→ **RECORDS PROVIDED**
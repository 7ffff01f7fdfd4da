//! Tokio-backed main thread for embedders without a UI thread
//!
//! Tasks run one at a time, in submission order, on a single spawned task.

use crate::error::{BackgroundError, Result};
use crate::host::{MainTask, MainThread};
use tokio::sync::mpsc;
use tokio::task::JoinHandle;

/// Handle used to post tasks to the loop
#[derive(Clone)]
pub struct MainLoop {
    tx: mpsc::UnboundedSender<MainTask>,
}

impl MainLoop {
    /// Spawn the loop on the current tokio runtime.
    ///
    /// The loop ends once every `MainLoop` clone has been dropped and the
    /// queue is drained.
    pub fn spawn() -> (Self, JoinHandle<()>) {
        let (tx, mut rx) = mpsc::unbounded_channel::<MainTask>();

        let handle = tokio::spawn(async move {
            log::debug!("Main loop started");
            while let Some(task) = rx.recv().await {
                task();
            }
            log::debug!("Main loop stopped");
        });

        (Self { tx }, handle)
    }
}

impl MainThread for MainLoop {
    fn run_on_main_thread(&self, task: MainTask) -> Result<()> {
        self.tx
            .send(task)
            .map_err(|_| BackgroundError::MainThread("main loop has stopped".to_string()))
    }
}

---

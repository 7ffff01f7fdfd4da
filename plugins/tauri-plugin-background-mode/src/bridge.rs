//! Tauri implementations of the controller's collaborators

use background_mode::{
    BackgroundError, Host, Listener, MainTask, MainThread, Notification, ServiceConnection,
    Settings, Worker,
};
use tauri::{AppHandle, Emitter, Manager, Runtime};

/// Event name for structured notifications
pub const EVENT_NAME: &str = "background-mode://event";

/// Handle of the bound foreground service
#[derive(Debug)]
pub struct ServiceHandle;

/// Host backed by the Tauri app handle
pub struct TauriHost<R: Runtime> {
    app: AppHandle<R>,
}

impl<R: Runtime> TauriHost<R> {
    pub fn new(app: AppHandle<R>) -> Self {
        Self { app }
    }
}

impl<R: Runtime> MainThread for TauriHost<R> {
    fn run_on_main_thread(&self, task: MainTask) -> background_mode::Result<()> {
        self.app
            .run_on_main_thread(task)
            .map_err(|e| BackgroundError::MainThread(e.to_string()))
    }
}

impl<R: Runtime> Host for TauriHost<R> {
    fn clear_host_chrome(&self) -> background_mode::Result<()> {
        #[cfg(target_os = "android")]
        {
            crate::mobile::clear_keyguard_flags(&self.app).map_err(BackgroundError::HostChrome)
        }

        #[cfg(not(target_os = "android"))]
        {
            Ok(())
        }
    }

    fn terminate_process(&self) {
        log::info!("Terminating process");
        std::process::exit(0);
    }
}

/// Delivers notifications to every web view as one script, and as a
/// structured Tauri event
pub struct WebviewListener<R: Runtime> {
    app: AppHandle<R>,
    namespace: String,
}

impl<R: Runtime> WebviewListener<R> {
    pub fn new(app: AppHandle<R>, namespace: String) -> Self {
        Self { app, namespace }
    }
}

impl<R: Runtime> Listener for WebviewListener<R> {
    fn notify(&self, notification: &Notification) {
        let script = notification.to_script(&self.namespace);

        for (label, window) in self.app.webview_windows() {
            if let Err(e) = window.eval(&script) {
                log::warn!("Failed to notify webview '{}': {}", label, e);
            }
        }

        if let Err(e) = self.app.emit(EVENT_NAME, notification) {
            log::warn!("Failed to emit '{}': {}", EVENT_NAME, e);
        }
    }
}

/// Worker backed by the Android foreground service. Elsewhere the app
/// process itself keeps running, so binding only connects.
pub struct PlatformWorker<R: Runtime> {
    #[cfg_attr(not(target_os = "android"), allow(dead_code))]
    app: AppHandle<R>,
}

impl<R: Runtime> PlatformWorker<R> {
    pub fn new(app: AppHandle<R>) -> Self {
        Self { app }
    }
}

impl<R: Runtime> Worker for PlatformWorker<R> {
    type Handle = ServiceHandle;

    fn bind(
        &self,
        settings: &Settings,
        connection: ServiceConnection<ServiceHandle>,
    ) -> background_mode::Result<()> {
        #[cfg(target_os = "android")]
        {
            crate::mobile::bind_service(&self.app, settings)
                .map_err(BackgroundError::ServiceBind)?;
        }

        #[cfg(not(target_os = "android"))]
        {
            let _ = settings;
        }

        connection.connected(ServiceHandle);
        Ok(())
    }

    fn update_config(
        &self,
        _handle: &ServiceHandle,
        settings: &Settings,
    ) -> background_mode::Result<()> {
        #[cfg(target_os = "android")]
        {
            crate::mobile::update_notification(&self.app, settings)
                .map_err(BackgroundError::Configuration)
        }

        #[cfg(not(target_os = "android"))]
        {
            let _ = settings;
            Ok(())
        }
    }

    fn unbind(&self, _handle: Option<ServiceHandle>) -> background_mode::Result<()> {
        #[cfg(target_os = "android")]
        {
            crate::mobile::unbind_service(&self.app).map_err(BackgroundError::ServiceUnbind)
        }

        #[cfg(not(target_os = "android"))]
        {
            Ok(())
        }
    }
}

→ **BRIEF**
Search the records above for the string "warn". Report each line that has it.

→ **OUTPUT BELOW**
                log::warn!("Failed to notify webview '{}': {}", label, e);
            log::warn!("Failed to emit '{}': {}", EVENT_NAME, e);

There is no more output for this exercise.